§ Data shown
= Beginning of Section =

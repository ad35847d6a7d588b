use serde::{Deserialize, Serialize};
use std::path::PathBuf;

use crate::book_store::BookFormat;

/// Default share of the normalized quote length allowed as edit distance
pub const DEFAULT_TOLERANCE: f64 = 0.2;
/// Default number of chars added on each side of a match before sentence snapping
pub const DEFAULT_CONTEXT_MARGIN: usize = 1000;
/// Default number of source files examined per catalog entry
pub const DEFAULT_MAX_FILES_PER_BOOK: usize = 5;

/// Tunables for matching and candidate enumeration
#[derive(Debug, Clone, PartialEq, Serialize, Deserialize)]
pub struct MatchParams {
    /// Accept a window when `distance <= tolerance * len(normalized quote)`
    pub tolerance: f64,
    /// Chars of context requested on each side of the match
    pub context_margin: usize,
    /// Cap on source files examined for a single book
    pub max_files_per_book: usize,
    /// Score windows on the rayon pool instead of a single thread
    pub parallel: bool,
}

impl Default for MatchParams {
    fn default() -> Self {
        Self {
            tolerance: DEFAULT_TOLERANCE,
            context_margin: DEFAULT_CONTEXT_MARGIN,
            max_files_per_book: DEFAULT_MAX_FILES_PER_BOOK,
            parallel: true,
        }
    }
}

/// Everything a run needs, assembled once at startup and passed down explicitly
#[derive(Debug, Clone)]
pub struct RunConfig {
    /// CSV catalog with `Book Num`, `Book Title` and `Author` columns
    pub catalog_path: PathBuf,
    /// Root directory of the book text corpus
    pub books_dir: PathBuf,
    /// Extension (without dot) of book text files under `books_dir`
    pub book_extension: String,
    pub book_format: BookFormat,
    /// SQLite database holding the quotes table
    pub database_path: PathBuf,
    pub quotes_table: String,
    /// File recording the last processed quote id
    pub checkpoint_path: PathBuf,
    /// Where per-run statistics are written as JSON
    pub stats_out: PathBuf,
    pub no_progress: bool,
    pub match_params: MatchParams,
}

= End of Section =

Please return exactly the lines from the opening line of the data above through the line with "per catalog entry", both included and nothing else.

§ Reply to the task
repository ad35847d6a7d588b
use serde::{Deserialize, Serialize};
use std::path::PathBuf;

use crate::book_store::BookFormat;

/// Default share of the normalized quote length allowed as edit distance
pub const DEFAULT_TOLERANCE: f64 = 0.2;
/// Default number of chars added on each side of a match before sentence snapping
pub const DEFAULT_CONTEXT_MARGIN: usize = 1000;
/// Default number of source files examined per catalog entry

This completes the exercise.